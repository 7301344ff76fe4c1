//! # orderlens
//!
//! Filterable descriptive analytics over an e-commerce order dataset.
//!
//! ## Architecture
//!
//! ```text
//! ┌─────────────────────────────────────────────────────────┐
//! │                    DatasetStore                          │
//! │   (orders, order items, products, reviews — read-only)   │
//! └─────────────────────────────────────────────────────────┘
//!                          │
//!                          ▼ [join, under a FilterContext]
//! ┌─────────────────────────────────────────────────────────┐
//! │        Fact table: items ⋈ products ⋈ orders             │
//! │                (⋈ reviews where needed)                  │
//! └─────────────────────────────────────────────────────────┘
//!                          │
//!                          ▼ [metrics]
//! ┌─────────────────────────────────────────────────────────┐
//! │      Six result tables, each Data(table) or Empty        │
//! └─────────────────────────────────────────────────────────┘
//!                          │
//!                          ▼ [dashboard + render]
//! ┌─────────────────────────────────────────────────────────┐
//! │               Text / JSON for the chart layer            │
//! └─────────────────────────────────────────────────────────┘
//! ```
//!
//! Every filter change builds a new [`FilterContext`] and recomputes from the
//! base tables; nothing is carried over between runs.

pub mod config;
pub mod dashboard;
pub mod dataset;
pub mod filter;
pub mod join;
pub mod metrics;
pub mod model;
pub mod render;

/// Re-exports for convenient usage.
pub mod prelude {
    pub use crate::dashboard::{Dashboard, DashboardReport, Metric, Panel, PanelData};
    pub use crate::dataset::{DatasetSource, DatasetStore, LoadError, TableKind};
    pub use crate::filter::{CategoryFilter, FilterContext, FilterParams, ScoreRange, ShippingRange};
    pub use crate::metrics::{
        refund_review_distribution, refunds_by_category, revenue_by_category, revenue_trend,
        shipping_time_by_category, shipping_time_vs_review, MetricResult,
    };
    pub use crate::model::{Category, Order, OrderItem, OrderStatus, Product, Review, YearMonth};
}

// Also export at crate root for convenience
pub use dashboard::{Dashboard, DashboardReport, Metric};
pub use dataset::{DatasetStore, LoadError};
pub use filter::{FilterContext, FilterParams};
pub use metrics::MetricResult;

▬▬▬▬▬▬

◆ How to complete this task ◆
Set down each entry again, unchanged.

◆ Exercise result ◆
repository 7301344ff76fe4c1
//! # orderlens
//!
//! Filterable descriptive analytics over an e-commerce order dataset.
//!
//! ## Architecture
//!
//! ```text
//! ┌─────────────────────────────────────────────────────────┐
//! │                    DatasetStore                          │
//! │   (orders, order items, products, reviews — read-only)   │
//! └─────────────────────────────────────────────────────────┘
//!                          │
//!                          ▼ [join, under a FilterContext]
//! ┌─────────────────────────────────────────────────────────┐
//! │        Fact table: items ⋈ products ⋈ orders             │
//! │                (⋈ reviews where needed)                  │
//! └─────────────────────────────────────────────────────────┘
//!                          │
//!                          ▼ [metrics]
//! ┌─────────────────────────────────────────────────────────┐
//! │      Six result tables, each Data(table) or Empty        │
//! └─────────────────────────────────────────────────────────┘
//!                          │
//!                          ▼ [dashboard + render]
//! ┌─────────────────────────────────────────────────────────┐
//! │               Text / JSON for the chart layer            │
//! └─────────────────────────────────────────────────────────┘
//! ```
//!
//! Every filter change builds a new [`FilterContext`] and recomputes from the
//! base tables; nothing is carried over between runs.

pub mod config;
pub mod dashboard;
pub mod dataset;
pub mod filter;
pub mod join;
pub mod metrics;
pub mod model;
pub mod render;

/// Re-exports for convenient usage.
pub mod prelude {
    pub use crate::dashboard::{Dashboard, DashboardReport, Metric, Panel, PanelData};
    pub use crate::dataset::{DatasetSource, DatasetStore, LoadError, TableKind};
    pub use crate::filter::{CategoryFilter, FilterContext, FilterParams, ScoreRange, ShippingRange};
    pub use crate::metrics::{
        refund_review_distribution, refunds_by_category, revenue_by_category, revenue_trend,
        shipping_time_by_category, shipping_time_vs_review, MetricResult,
    };
    pub use crate::model::{Category, Order, OrderItem, OrderStatus, Product, Review, YearMonth};
}

// Also export at crate root for convenience
pub use dashboard::{Dashboard, DashboardReport, Metric};
pub use dataset::{DatasetStore, LoadError};
pub use filter::{FilterContext, FilterParams};
pub use metrics::MetricResult;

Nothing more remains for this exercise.